Я достал пистолет. Не знаю когда, но успел промочить его. С рукоятки мне на штанину стекала грязная вода. Рукоятка была скользкая, как рыба, и норовила выскочить из рук, но я держал пистолет крепко-крепко и прижимал его к груди, закрыв глаза, и считал про себя, прислушиваясь к каждому шороху, готовый в любой момент плюнуть на все, выпрыгнуть в коридор и стрелять, стрелять, стрелять, пока не убью их всех или пока они не убьют меня — все лучше, чем это ожидание, чем эта бешеная скачка, которую устроило сердце.
— Выходите! — крикнул бензопильщик, и голос его эхом прокатился по коридору. — Мы не будем стрелять! Сложите оружие и выходите!
— Я не выйду, — цепляясь руками за мою шею, шептала Наташа. — Я не выйду ни за что и никогда. Обещай мне, что я не выйду.
— Да что с тобой? — шикнул я на нее, освобождаясь. — Я не собираюсь заставлять тебя выходить!
Наташа плакала. Она смотрела на меня, не отводя глаз, и шептала мне на ухо, хваталась дрожащими пальцами за мои плечи, но пальцы ее соскальзывали, и она плакала еще горше, а я не мог понять, что с нею происходит:
— Раста — козел, он не просто лечит, он знает. Директора знали, и он знал; он ненавидел меня и знал, что произойдет, наркоман чертов. Он сказал мне, когда ты валялся в отключке в его машине: ты выйдешь, Наташа. Ты выйдешь, ты обязательно выйдешь, когда придет время. Директора сказали ему это, Сенька сказал, у него случались проколы, он видел будущее.
— О чем ты?
— Выходите с поднятыми руками! Даю вам пять минут!

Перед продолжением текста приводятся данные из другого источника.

impl ShaderPipeline {
    pub fn new(
        config: PipelineConfig,
        assets: AssetStore,
        device: Arc<dyn RenderDevice>,
        compiler: Arc<dyn ShaderCompiler>,
    ) -> Self {
        let project_cache = match (config.caching, &config.project_cache_dir) {
            (ShaderCacheMode::ProjectCache, Some(dir)) => Some(ProjectShaderCache::new(dir)),
            (ShaderCacheMode::ProjectCache, None) => {
                log::warn!("project shader cache selected without a directory; caching disabled");
                None
            }
            _ => None,
        };
        Self {
            config,
            assets,
            device,
            compiler,
            watcher: None,
            project_cache,
        }
    }

    pub fn with_watcher(mut self, watcher: IncludeWatcher) -> Self {
        self.watcher = Some(watcher);
        self
    }

    pub fn watcher(&self) -> Option<&IncludeWatcher> {
        self.watcher.as_ref()
    }

    pub fn profile(&self) -> ShaderProfile {
        self.device.shader_profile()
    }

    /// Sleep-poll until the device is ready, bounded by the configured timeout.
    fn wait_for_device(&self) -> Result<(), ShaderAssetError> {
        let timeout = Duration::from_millis(self.config.gpu_ready_timeout_ms);
        let poll = Duration::from_millis(self.config.gpu_ready_poll_ms.max(1));
        let start = Instant::now();
        while !self.device.is_ready() {
            if start.elapsed() >= timeout {
                return Err(ShaderAssetError::InvalidData(format!(
                    "render device not ready after {} ms",
                    self.config.gpu_ready_timeout_ms
                )));
            }
            thread::sleep(poll);
        }
        Ok(())
    }
}

/// Where the bytecode of a load came from.
#[derive(Clone, Copy, Debug, PartialEq, Eq)]
pub enum CacheSource {
    Asset,
    ProjectCache,
    Compiled,
}

#[derive(Debug)]
pub struct LoadReport {
    pub regenerated: bool,
    pub cache: CacheSource,
    /// Generator errors of the regeneration pass, empty when the source was reused.
    pub errors: Vec<GeneratorError>,
}

pub struct ShaderAsset<C: AssetContainer> {
    container: C,
    header: Option<ShaderAssetHeader>,
    dependency_modified: Arc<AtomicBool>,
    bytecode: Option<Vec<u8>>,
    includes: Vec<String>,
}

impl<C: AssetContainer> ShaderAsset<C> {
    pub fn new(container: C) -> Self {
        Self {
            container,
            header: None,
            dependency_modified: Arc::new(AtomicBool::new(false)),
            bytecode: None,
            includes: Vec::new(),
        }
    }

    /// Initialise `container` as a new material with `surface` as its graph.
    /// The first load generates its source.
    pub fn create(mut container: C, info: MaterialInfo, surface: &Graph) -> Result<Self> {
        let mut bytes = Vec::new();
        surface.save(&mut bytes, true)?;
        container.set_header(ShaderAssetHeader::new(info).to_bytes());
        container.set_chunk(SURFACE_CHUNK, bytes);
        container.save()?;
        Ok(Self::new(container))
    }

    pub fn id(&self) -> Uuid {
        self.container.id()
    }

    pub fn container(&self) -> &C {
        &self.container
    }

    pub fn container_mut(&mut self) -> &mut C {
        &mut self.container
    }

    pub fn into_container(self) -> C {
        self.container
    }

    /// Header of the last successful load.
    pub fn header(&self) -> Option<&ShaderAssetHeader> {
        self.header.as_ref()
    }

    pub fn parameters(&self) -> Option<&[u8]> {
        self.container.chunk(PARAMETERS_CHUNK)
    }

    pub fn bytecode(&self) -> Option<&[u8]> {
        self.bytecode.as_deref()
    }

    pub fn includes(&self) -> &[String] {
        &self.includes
    }

    /// Decrypted generated source.
    pub fn source(&self) -> Option<String> {
        self.container
            .chunk(SOURCE_CHUNK)
            .map(|c| String::from_utf8_lossy(&decrypted(c)).into_owned())
    }

    /// Flag set when an include or a referenced asset changed. The next load regenerates.
    pub fn dependency_flag(&self) -> Arc<AtomicBool> {
        self.dependency_modified.clone()
    }

    pub fn mark_dependency_modified(&self) {
        self.dependency_modified.store(true, Ordering::Release);
    }

    pub fn load(&mut self, pipeline: &ShaderPipeline, off_main_thread: bool) -> Result<LoadReport, ShaderAssetError> {
        if off_main_thread {
            pipeline.wait_for_device()?;
        }
        let id = self.container.id();
        let mut header = ShaderAssetHeader::from_bytes(self.container.header())?;

        let dependency_modified = self.dependency_modified.swap(false, Ordering::AcqRel);
        let regenerate =
            !header.is_current_graph() || !self.container.has_chunk(SOURCE_CHUNK) || dependency_modified;
        let mut errors = Vec::new();
        if regenerate {
            log::info!(
                "material {id}: regenerating source (graph version {}, dependency modified: {dependency_modified})",
                header.graph_version
            );
            errors = self.regenerate(pipeline, &mut header);
        } else if !self.container.has_chunk(PARAMETERS_CHUNK) {
            return Err(ShaderAssetError::MissingDataChunk(PARAMETERS_CHUNK));
        }
        self.header = Some(header);

        let (blob, cache) = self.load_cache(pipeline, &header)?;
        let blob = ShaderCacheBlob::decode(&blob)?;
        self.includes = blob.includes.into_iter().map(|i| i.path).collect();
        self.bytecode = Some(blob.bytecode);

        if let Some(w) = pipeline.watcher() {
            w.register(id, &self.includes, self.dependency_modified.clone());
        }
        Ok(LoadReport {
            regenerated: regenerate,
            cache,
            errors,
        })
    }

    pub fn unload(&mut self, pipeline: &ShaderPipeline) {
        if let Some(w) = pipeline.watcher() {
            w.unregister(self.container.id());
        }
        self.bytecode = None;
        self.includes.clear();
    }

    /// Rebuild source, parameters and dependencies from the surface graph.
    fn regenerate(&mut self, pipeline: &ShaderPipeline, header: &mut ShaderAssetHeader) -> Vec<GeneratorError> {
        let lock = self.container.storage_lock();
        let _guard = lock.lock();
        let id = self.container.id();

        let graph = match self.container.chunk(SURFACE_CHUNK) {
            Some(bytes) => match Graph::load(bytes, true) {
                Ok(loaded) => {
                    if loaded.deprecated {
                        self.resave_surface(&loaded.graph);
                    }
                    loaded.graph
                }
                Err(e) => {
                    log::error!("material {id}: cannot load surface graph, using the default layer: {e}");
                    default_material_graph()
                }
            },
            None => {
                log::warn!("material {id}: no surface graph, using the default layer");
                default_material_graph()
            }
        };

        self.container.release_chunk(PARAMETERS_CHUNK);
        let generated = MaterialGenerator::new(id, Arc::new(graph), header.info, pipeline.assets.clone())
            .with_node_comments(pipeline.config.editor)
            .generate();

        self.container.set_chunk(PARAMETERS_CHUNK, generated.parameters);
        self.container.set_dependencies(generated.dependencies);
        self.container.set_chunk(SOURCE_CHUNK, encrypted(generated.source.as_bytes()));
        for profile in ShaderProfile::ALL {
            self.container.release_chunk(profile.cache_chunk());
        }
        self.container.release_chunk(GENERIC_CACHE_CHUNK);
        if let Some(pc) = &pipeline.project_cache {
            for profile in ShaderProfile::ALL {
                pc.remove(id, profile);
            }
        }

        header.info = generated.info;
        header.graph_version = MATERIAL_GRAPH_VERSION;
        self.container.set_header(header.to_bytes());
        if let Err(e) = self.container.save() {
            log::error!("material {id}: failed to save regenerated asset: {e:#}");
        }
        generated.errors
    }

    fn resave_surface(&mut self, graph: &Graph) {
        let mut bytes = Vec::new();
        match graph.save(&mut bytes, true) {
            Ok(()) => {
                log::info!("material {}: upgraded surface graph", self.container.id());
                self.container.set_chunk(SURFACE_CHUNK, bytes);
            }
            Err(e) => log::warn!("material {}: failed to upgrade surface graph: {e}", self.container.id()),
        }
    }

    fn load_cache(
        &mut self,
        pipeline: &ShaderPipeline,
        header: &ShaderAssetHeader,
    ) -> Result<(Vec<u8>, CacheSource), ShaderAssetError> {
        let id = self.container.id();
        let profile = pipeline.profile();
        match (pipeline.config.caching, &pipeline.project_cache) {
            (ShaderCacheMode::AssetInternal, _) => {
                let chunk = profile.cache_chunk();
                if let Some(bytes) = self.container.chunk(chunk) {
                    match cache_status(bytes) {
                        CacheStatus::Valid => return Ok((bytes.to_vec(), CacheSource::Asset)),
                        CacheStatus::Invalid(reason) => {
                            log::info!("material {id}: {profile} cache invalid: {reason}")
                        }
                    }
                }
                let blob = self.compile(pipeline, header, profile)?;
                let lock = self.container.storage_lock();
                let _guard = lock.lock();
                self.container.set_chunk(chunk, blob.clone());
                if let Err(e) = self.container.save() {
                    log::warn!("material {id}: failed to save shader cache: {e:#}");
                }
                Ok((blob, CacheSource::Compiled))
            }
            (ShaderCacheMode::ProjectCache, Some(pc)) => {
                if let Some(bytes) = pc.load(id, profile, self.container.path()) {
                    match cache_status(&bytes) {
                        CacheStatus::Valid => return Ok((bytes, CacheSource::ProjectCache)),
                        CacheStatus::Invalid(reason) => {
                            log::info!("material {id}: project {profile} cache invalid: {reason}")
                        }
                    }
                }
                let blob = self.compile(pipeline, header, profile)?;
                if let Err(e) = pc.store(id, profile, &blob) {
                    log::warn!("material {id}: {e:#}");
                }
                Ok((blob, CacheSource::Compiled))
            }
            _ => Ok((self.compile(pipeline, header, profile)?, CacheSource::Compiled)),
        }
    }

    /// Compile the current source into an encoded cache blob.
    fn compile(
        &self,
        pipeline: &ShaderPipeline,
        header: &ShaderAssetHeader,
        profile: ShaderProfile,
    ) -> Result<Vec<u8>, ShaderAssetError> {
        let id = self.container.id();
        let source = self
            .container
            .chunk(SOURCE_CHUNK)
            .map(decrypted)
            .ok_or(ShaderAssetError::MissingDataChunk(SOURCE_CHUNK))?;
        let options = ShaderCompilationOptions::for_material(id, profile, source, &header.info, &pipeline.config);
        let started = Instant::now();
        let compiled = pipeline.compiler.compile(&options).map_err(|e| {
            log::error!("material {id}: {profile} compilation failed: {e:#}");
            ShaderAssetError::CompileBackend(e)
        })?;
        log::info!(
            "material {id}: compiled {profile} in {} ms ({} bytes)",
            started.elapsed().as_millis(),
            compiled.bytecode.len()
        );
        let blob = ShaderCacheBlob {
            bytecode: compiled.bytecode,
            includes: compiled.includes.into_iter().map(IncludeRecord::capture).collect(),
        };
        Ok(blob.encode())
    }
}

Если не выйдете — пеняйте на себя!
— О чем ты?! — Я легонько толкнул Наташу в плечо, но она продолжала плакать, и слезинки катились по ее щекам и шлепались в воду, к крысам, к сгнившим листьям и бумагам.
— Пошел ты, Полев…
— Сама такая! — буркнул я, радуясь, что Наташа пришла в себя, и осторожно выглянул в коридор.
Бензопильщик спрятался за углом, оттуда выглядывал оранжевый обшлаг его пальто. Второго и третьего я не видел. Наверное, они стояли посреди коридора с пистолетами на изготовку и ждали, когда мы выйдем, а может, тихо, по стеночке, приближались к нашему укрытию, может, они уже за углом, может, этот очередной неясный шум — это их дыхание.
— Пошел ты! — плакала Наташа. — Ты что, не понимаешь меня? Козел!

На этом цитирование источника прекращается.